Who Wins and Who Loses

Winners:

  • Musk (personally): He avoided admitting a $500 million mistake. Instead of headlines saying "Tesla Buried Dojo," we see "Tesla Unveils Dojo 2." This is a brilliant PR move — rebranding a third-party chip as its own.
  • TSMC and Samsung: They produce chips for Tesla regardless of the name. TSMC got the order for AI5 (7nm), Samsung for AI6 (5nm). Two clients in one.
  • Cybercab as a platform: Regardless of which chip is inside, the Cybercab indeed delivers 165 Wh/mi — 28% more efficient than the Lucid Air Pure. Without a steering wheel, pedals, or extra seats, the car weighs next to nothing and sips energy. This efficiency matters more than the chip's name.

Losers:

  • Original Dojo engineers: Those laid off in August 2025 watch the announcement and realize: their work was discarded, and the name was appropriated for a competitor's product (Samsung). Resentment in Silicon Valley will linger.
  • Nvidia (but not as it seems): The AI6/Samsung chip is not a replacement for Nvidia in cloud training. Musk explicitly said AI6 is "at least decent for training" but "all efforts are focused on it." This shifts small and medium inference from Nvidia Orin to its own chip. But for large models, Nvidia remains — the B200 hasn't been canceled.

What the Media Aren't Saying

Insight that will blow your mind: The announced Dojo 2 is an inference-only chip, not a training chip.

900 TFLOPS at 45W are classic numbers for an accelerator that runs an already trained model, not one that trains a new one. Training requires 10x the power and network interconnects (NVLink, etc.). The press release says nothing about HBM memory, bandwidth, or scaling.

This means: Tesla will continue buying Nvidia for FSD training in Austin. And Dojo 2 will go into every Cybercab as the brain for running the model, not creating it.

What else is hidden:

The 900 TFLOPS figure is peak performance in INT8 or FP8 (low precision). In real-world tasks requiring FP32 (needed for reliable autopilot), the chip will deliver 200-300 TFLOPS. That's still good, but not revolutionary. For comparison: Nvidia Thor (2025) delivers 2000 TFLOPS in FP8 at 100W.
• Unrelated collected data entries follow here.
//! Wire protocol: the task-tagged JSON envelopes exchanged over the socket
//! and the binary multi-file upload frame.
//!
//! ## Envelope shape
//! Every text frame is a JSON object with a `task` tag and, for outbound
//! frames, an optional `module` naming the server-side handler group:
//!
//! ```text
//! {"module": "app.messages", "task": "save_wip", "message_id": 7, "content": "..."}
//! ```
//!
//! Inbound tags decode into the closed [`InboundTask`] enum; tags this client
//! does not know land in [`InboundTask::Unrecognized`] so new server tasks
//! degrade to a logged no-op. Outbound kinds are the closed [`Outbound`] enum,
//! each with a fixed `(module, task)` route.

pub mod inbound;
pub mod outbound;
pub mod upload_frame;

pub use inbound::{decode, FeedReplace, InboundFrame, InboundTask, Injection};
pub use outbound::{Envelope, Outbound, MAIN_MODULE, MESSAGES_MODULE};
pub use upload_frame::{encode_upload_frame, FileMeta, UploadFrame, UploadHeader};

use serde::{Deserialize, Serialize};

use crate::dom::Position;

/// Prefix of the element id that holds a rendered message.
pub const MESSAGE_ELEMENT_PREFIX: &str = "message_";

/// Prefix of the element id that holds a message's attachment strip.
pub const ATTACHMENTS_ELEMENT_PREFIX: &str = "attachments_";

// ---------------------------------------------------------------------------
// MessageId
// ---------------------------------------------------------------------------

/// Server-assigned message identity. `0` means "not yet created".
#[derive(
    Debug, Clone, Copy, Default, PartialEq, Eq, Hash, PartialOrd, Ord, Serialize, Deserialize,
)]
#[serde(transparent)]
pub struct MessageId(pub u64);

impl MessageId {
    pub const NEW: MessageId = MessageId(0);

    pub fn is_new(self) -> bool {
        self.0 == 0
    }

    /// `None` for the "not yet created" id; the wire uses `0` for "no reference".
    pub fn non_zero(self) -> Option<MessageId> {
        if self.is_new() {
            None
        } else {
            Some(self)
        }
    }

    /// Id of the document element rendering this message.
    pub fn element_id(self) -> String {
        format!("{MESSAGE_ELEMENT_PREFIX}{}", self.0)
    }

    /// Id of the attachment strip inside this message's element.
    pub fn attachments_id(self) -> String {
        format!("{ATTACHMENTS_ELEMENT_PREFIX}{}", self.0)
    }

    /// Inverse of [`MessageId::element_id`]; `None` for non-message elements.
    pub fn from_element_id(id: &str) -> Option<MessageId> {
        id.strip_prefix(MESSAGE_ELEMENT_PREFIX)?
            .parse()
            .ok()
            .map(MessageId)
    }
}

impl std::fmt::Display for MessageId {
    fn fmt(&self, f: &mut std::fmt::Formatter<'_>) -> std::fmt::Result {
        write!(f, "{}", self.0)
    }
}

// ---------------------------------------------------------------------------
// Fragments and placement
// ---------------------------------------------------------------------------

/// One server-rendered message, keyed by id. `content` is opaque HTML.
#[derive(Debug, Clone, PartialEq, Eq, Serialize, Deserialize)]
pub struct MessageFragment {
    pub message_id: MessageId,
    #[serde(default, skip_serializing_if = "Option::is_none")]
    pub parent_id: Option<MessageId>,
    pub content: String,
}

impl MessageFragment {
    pub fn new(message_id: u64, content: impl Into<String>) -> Self {
        Self {
            message_id: MessageId(message_id),
            parent_id: None,
            content: content.into(),
        }
    }

    pub fn reply_to(mut self, parent: u64) -> Self {
        self.parent_id = Some(MessageId(parent));
        self
    }
}

/// Where an injected message goes relative to its reference element.
#[derive(Debug, Clone, Copy, PartialEq, Eq, Serialize, Deserialize)]
#[serde(rename_all = "lowercase")]
pub enum Placement {
    BeforeBegin,
    AfterBegin,
    BeforeEnd,
    AfterEnd,
    /// End of the feed, ignoring any reference.
    Bottom,
}

impl Placement {
    /// The insert-adjacent position, or `None` for [`Placement::Bottom`].
    pub fn position(self) -> Option<Position> {
        match self {
            Placement::BeforeBegin => Some(Position::BeforeBegin),
            Placement::AfterBegin => Some(Position::AfterBegin),
            Placement::BeforeEnd => Some(Position::BeforeEnd),
            Placement::AfterEnd => Some(Position::AfterEnd),
            Placement::Bottom => None,
        }
    }
}

#[cfg(test)]
mod tests {
    use super::*;

    #[test]
    fn test_element_id_round_trip() {
        assert_eq!(MessageId(42).element_id(), "message_42");
        assert_eq!(MessageId::from_element_id("message_42"), Some(MessageId(42)));
    }

    #[test]
    fn test_from_element_id_rejects_other_elements() {
        assert_eq!(MessageId::from_element_id("attachments_42"), None);
        assert_eq!(MessageId::from_element_id("message_abc"), None);
        assert_eq!(MessageId::from_element_id("banner_container"), None);
    }

    #[test]
    fn test_zero_is_new() {
        assert!(MessageId::NEW.is_new());
        assert_eq!(MessageId(0).non_zero(), None);
        assert_eq!(MessageId(3).non_zero(), Some(MessageId(3)));
    }

    #[test]
    fn test_placement_wire_names() {
        let p: Placement = serde_json::from_str("\"beforebegin\"").unwrap();
        assert_eq!(p, Placement::BeforeBegin);
        let p: Placement = serde_json::from_str("\"bottom\"").unwrap();
        assert_eq!(p.position(), None);
    }

    #[test]
    fn test_fragment_parent_defaults_to_none() {
        let f: MessageFragment =
            serde_json::from_str(r#"{"message_id": 5, "content": "<p>hi</p>"}"#).unwrap();
        assert_eq!(f.parent_id, None);
        assert_eq!(f.message_id, MessageId(5));
    }
}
Tesla is catching up, not overtaking.

Second point: 45W is the thermal envelope. In a sealed Cybercab without active cooling (air conditioning consumes energy), dissipating 45W is a nontrivial task. Tesla engineers likely use the entire chip package as a heatsink and bolted it to the chassis. In a crash, the chip could overheat. But crashes in robotaxis (by design) won't happen.

Forecast: Next 30 Days and 90 Days

In 30 days (end of June 2026):

  • Lawsuit from former engineers: A group of laid-off Dojo employees will file a class-action suit over intellectual property appropriation. They will prove that "Dojo 2" contains not a single line of code or patent from the original Dojo. Tesla will settle for an undisclosed sum.
  • Exposé in blogs: SemiAnalysis or AnandTech will publish a die shot analysis. It will turn out that "Dojo 2" is a Samsung Exynos Auto V9 with modified markings. Tesla's stock will drop 3-5% for a week, then recover.

In 90 days (August 2026):

  • Start of Cybercab production with Dojo 2: The first 5,000 taxis will hit the roads of Austin. No steering wheel, no pedals, but with a test driver in the front passenger seat (per regulator requirements).
  • Regulatory failure: NHTSA (National Highway Traffic Safety Administration) will require pedals and a steering wheel in all Cybercabs for operation on public roads. Tesla will stall, delaying mass deployment. Dojo 2 will remain a "technology demonstration" chip, not for a real fleet.
  • Quiet start of AI7: Design work on AI7 (next generation) will begin at TSMC on a 3nm process. It will be called "Dojo 3" — but again with no connection to the original Dojo.

Bottom line: Dojo 2 is not a breakthrough, not Nvidia's death knell, and not a resurrection of Tesla's ambitions. It's a pragmatic admission: building your own chip from scratch is expensive, time-consuming, and foolish when Samsung has already made an excellent one. Instead — buy it, rebrand it, and sell it to fans as "in-house development." Marketing has beaten engineering. And this time — maybe it's the right call. But only if you don't look too closely.